Pottery and other artifacts from the Levant that date to the Naqadan era have been found in ancient Egypt. Egyptian artifacts dating to this era have been found in Canaan and other regions of the Near East, including Tell Brak, Uruk and Susa in Mesopotamia. Tell es-Sakan was an Egyptian settlement in the southern Levant (present-day Palestine) and acted as a trading post for goods travelling between the region and Egypt.

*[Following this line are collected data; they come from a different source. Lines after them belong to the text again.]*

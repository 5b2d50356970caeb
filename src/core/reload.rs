//! Validate-then-apply reload of the dependent proxy process.

use async_trait::async_trait;
use std::fmt;
use std::process::Stdio;
use std::sync::Arc;
use std::time::Duration;
use tokio::io::AsyncReadExt;
use tokio::process::Command;
use tokio::time::timeout;
use tracing::{debug, error, info};

/// Stderr beyond this many bytes is dropped.
const MAX_STDERR_BYTES: usize = 16 * 1024;
/// How long stderr is read after the command exits. A background process the
/// command started can keep the pipe open indefinitely.
const STDERR_DRAIN_TIMEOUT: Duration = Duration::from_secs(2);

/// An external command: program plus arguments.
#[derive(Debug, Clone, PartialEq, Eq)]
pub struct CommandSpec {
    /// Executable to run.
    pub program: String,
    /// Arguments passed to the executable.
    pub args: Vec<String>,
}

impl CommandSpec {
    /// Create a command from a program and its arguments.
    pub fn new<I, S>(program: impl Into<String>, args: I) -> Self
    where
        I: IntoIterator<Item = S>,
        S: Into<String>,
    {
        Self {
            program: program.into(),
            args: args.into_iter().map(Into::into).collect(),
        }
    }

    /// Split a whitespace-separated command line. Returns `None` when empty.
    pub fn from_words<I, S>(words: I) -> Option<Self>
    where
        I: IntoIterator<Item = S>,
        S: Into<String>,
    {
        let mut words = words.into_iter().map(Into::into);
        let program = words.next()?;
        if program.is_empty() {
            return None;
        }
        Some(Self {
            program,
            args: words.collect(),
        })
    }
}

impl fmt::Display for CommandSpec {
    fn fmt(&self, f: &mut fmt::Formatter<'_>) -> fmt::Result {
        write!(f, "{}", self.program)?;
        for arg in &self.args {
            write!(f, " {}", arg)?;
        }
        Ok(())
    }
}

/// How a single command run ended.
#[derive(Debug, Clone, PartialEq, Eq)]
pub enum CommandStatus {
    /// The command ran to completion.
    Exited {
        /// Whether the exit status was zero.
        success: bool,
        /// Exit code, if the process was not killed by a signal.
        code: Option<i32>,
        /// Captured standard error.
        stderr: String,
    },
    /// The command did not finish within the deadline and was killed.
    TimedOut,
    /// The command could not be started.
    SpawnFailed(String),
}

impl CommandStatus {
    /// A zero exit status.
    pub fn success() -> Self {
        Self::Exited {
            success: true,
            code: Some(0),
            stderr: String::new(),
        }
    }

    /// A non-zero exit status with the given stderr.
    pub fn failure(code: i32, stderr: impl Into<String>) -> Self {
        Self::Exited {
            success: false,
            code: Some(code),
            stderr: stderr.into(),
        }
    }
}

/// Runs external commands. Mocked in tests.
#[async_trait]
pub trait CommandRunner: Send + Sync {
    /// Run `command`, killing it if it exceeds `deadline`.
    async fn run(&self, command: &CommandSpec, deadline: Option<Duration>) -> CommandStatus;
}

/// Runs commands as child processes with `tokio::process`.
#[derive(Debug, Clone, Copy, Default)]
pub struct SystemCommandRunner;

#[async_trait]
impl CommandRunner for SystemCommandRunner {
    async fn run(&self, command: &CommandSpec, deadline: Option<Duration>) -> CommandStatus {
        let mut child = match Command::new(&command.program)
            .args(&command.args)
            .stdin(Stdio::null())
            .stdout(Stdio::null())
            .stderr(Stdio::piped())
            .kill_on_drop(true)
            .spawn()
        {
            Ok(child) => child,
            Err(e) => return CommandStatus::SpawnFailed(e.to_string()),
        };

        let stderr_handle = child.stderr.take();
        let mut stderr_task = tokio::spawn(async move {
            let mut buf = Vec::new();
            if let Some(reader) = stderr_handle {
                reader
                    .take(MAX_STDERR_BYTES as u64)
                    .read_to_end(&mut buf)
                    .await?;
            }
            Ok::<Vec<u8>, std::io::Error>(buf)
        });

        let waited = match deadline {
            Some(limit) => match timeout(limit, child.wait()).await {
                Ok(result) => result,
                Err(_) => {
                    let _ = child.kill().await;
                    stderr_task.abort();
                    return CommandStatus::TimedOut;
                }
            },
            None => child.wait().await,
        };

        let status = match waited {
            Ok(status) => status,
            Err(e) => return CommandStatus::SpawnFailed(format!("wait failed: {}", e)),
        };

        let stderr = match timeout(STDERR_DRAIN_TIMEOUT, &mut stderr_task).await {
            Ok(Ok(Ok(bytes))) => String::from_utf8_lossy(&bytes).into_owned(),
            Ok(Ok(Err(e))) => format!("<stderr unavailable: {}>", e),
            Ok(Err(e)) => format!("<stderr unavailable: {}>", e),
            Err(_) => {
                stderr_task.abort();
                debug!(command = %command, "stderr still open after exit");
                "<stderr still open after exit>".to_string()
            }
        };

        CommandStatus::Exited {
            success: status.success(),
            code: status.code(),
            stderr,
        }
    }
}

/// Which step of the reload pipeline a result refers to.
#[derive(Debug, Clone, Copy, PartialEq, Eq)]
pub enum ReloadPhase {
    /// The configuration test command.
    Validate,
    /// The reload command.
    Apply,
}

impl fmt::Display for ReloadPhase {
    fn fmt(&self, f: &mut fmt::Formatter<'_>) -> fmt::Result {
        match self {
            Self::Validate => write!(f, "validate"),
            Self::Apply => write!(f, "apply"),
        }
    }
}

/// Result of one reload attempt. Reported, never persisted.
#[derive(Debug, Clone, PartialEq, Eq)]
pub enum ReloadOutcome {
    /// The configuration test failed; the reload command was not run.
    ValidationFailed {
        /// Stderr or spawn error of the test command.
        detail: String,
    },
    /// The configuration test passed but the reload command failed.
    ApplyFailed {
        /// Stderr or spawn error of the reload command.
        detail: String,
    },
    /// A command exceeded the deadline and was killed.
    TimedOut {
        /// The step that hung.
        phase: ReloadPhase,
    },
    /// Both commands exited with status zero.
    Succeeded,
}

impl ReloadOutcome {
    /// Short label for logs and metrics.
    pub fn label(&self) -> &'static str {
        match self {
            Self::ValidationFailed { .. } => "validation_failed",
            Self::ApplyFailed { .. } => "apply_failed",
            Self::TimedOut { .. } => "timed_out",
            Self::Succeeded => "succeeded",
        }
    }

    /// Whether the proxy picked up the new configuration.
    pub fn is_success(&self) -> bool {
        matches!(self, Self::Succeeded)
    }
}

enum StepResult {
    Passed,
    Failed(String),
    TimedOut,
}

/// Runs the validate command and, only if it succeeds, the apply command.
///
/// # Examples
///
/// ```rust,no_run
/// use proxy_config_sync::core::{CommandSpec, ReloadInvoker};
/// use std::time::Duration;
///
/// # async fn example() {
/// let invoker = ReloadInvoker::new(
///     CommandSpec::new("nginx", ["-t"]),
///     CommandSpec::new("nginx", ["-s", "reload"]),
/// )
/// .with_timeout(Duration::from_secs(30));
///
/// let outcome = invoker.reload().await;
/// println!("reload: {}", outcome.label());
/// # }
/// ```
#[derive(Clone)]
pub struct ReloadInvoker {
    validate: CommandSpec,
    apply: CommandSpec,
    deadline: Option<Duration>,
    runner: Arc<dyn CommandRunner>,
}

impl ReloadInvoker {
    /// Create an invoker that runs real child processes with no deadline.
    pub fn new(validate: CommandSpec, apply: CommandSpec) -> Self {
        Self {
            validate,
            apply,
            deadline: None,
            runner: Arc::new(SystemCommandRunner),
        }
    }

    /// Kill either command if it runs longer than `deadline`.
    pub fn with_timeout(mut self, deadline: Duration) -> Self {
        self.deadline = Some(deadline);
        self
    }

    /// Use a custom command runner.
    pub fn with_runner(mut self, runner: Arc<dyn CommandRunner>) -> Self {
        self.runner = runner;
        self
    }

    /// The configuration test command.
    pub fn validate_command(&self) -> &CommandSpec {
        &self.validate
    }

    /// The reload command.
    pub fn apply_command(&self) -> &CommandSpec {
        &self.apply
    }

    /// Run the two-phase reload.
    pub async fn reload(&self) -> ReloadOutcome {
        match self.step(ReloadPhase::Validate, &self.validate).await {
            StepResult::Passed => {}
            StepResult::Failed(detail) => return ReloadOutcome::ValidationFailed { detail },
            StepResult::TimedOut => {
                return ReloadOutcome::TimedOut {
                    phase: ReloadPhase::Validate,
                };
            }
        }

        match self.step(ReloadPhase::Apply, &self.apply).await {
            StepResult::Passed => {
                info!(command = %self.apply, "proxy reloaded");
                ReloadOutcome::Succeeded
            }
            StepResult::Failed(detail) => ReloadOutcome::ApplyFailed { detail },
            StepResult::TimedOut => ReloadOutcome::TimedOut {
                phase: ReloadPhase::Apply,
            },
        }
    }

    async fn step(&self, phase: ReloadPhase, command: &CommandSpec) -> StepResult {
        debug!(%phase, command = %command, "running reload step");
        match self.runner.run(command, self.deadline).await {
            CommandStatus::Exited { success: true, .. } => StepResult::Passed,
            CommandStatus::Exited { code, stderr, .. } => {
                error!(
                    %phase,
                    command = %command,
                    ?code,
                    stderr = %stderr.trim_end(),
                    "reload step failed"
                );
                StepResult::Failed(stderr)
            }
            CommandStatus::TimedOut => {
                error!(
                    %phase,
                    command = %command,
                    deadline = ?self.deadline,
                    "reload step timed out"
                );
                StepResult::TimedOut
            }
            CommandStatus::SpawnFailed(reason) => {
                error!(%phase, command = %command, %reason, "reload step could not start");
                StepResult::Failed(reason)
            }
        }
    }
}

impl fmt::Debug for ReloadInvoker {
    fn fmt(&self, f: &mut fmt::Formatter<'_>) -> fmt::Result {
        f.debug_struct("ReloadInvoker")
            .field("validate", &self.validate)
            .field("apply", &self.apply)
            .field("deadline", &self.deadline)
            .finish_non_exhaustive()
    }
}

By the second half of the 4th millennium BCE, the gemstone lapis lazuli was being traded from its only known source in the ancient world—Badakhshan, in what is now northeastern Afghanistan—as far as Mesopotamia and Egypt.

==Trans-Saharan trade==

The overland route through the Wadi Hammamat from the Nile to the Red Sea was known as early as predynastic times; drawings depicting Egyptian reed boats have been found along the path dating to 4000 BCE. Ancient cities dating to the First Dynasty of Egypt arose along both its Nile and Red Sea junctions, testifying to the route's ancient popularity. It became a major route from Thebes to the Red Sea port of Elim, where travelers then moved on to either Asia, Arabia or the Horn of Africa. Records exist documenting knowledge of the route among Senusret I, Seti, Ramesses IV and also, later, the Roman Empire, especially for mining.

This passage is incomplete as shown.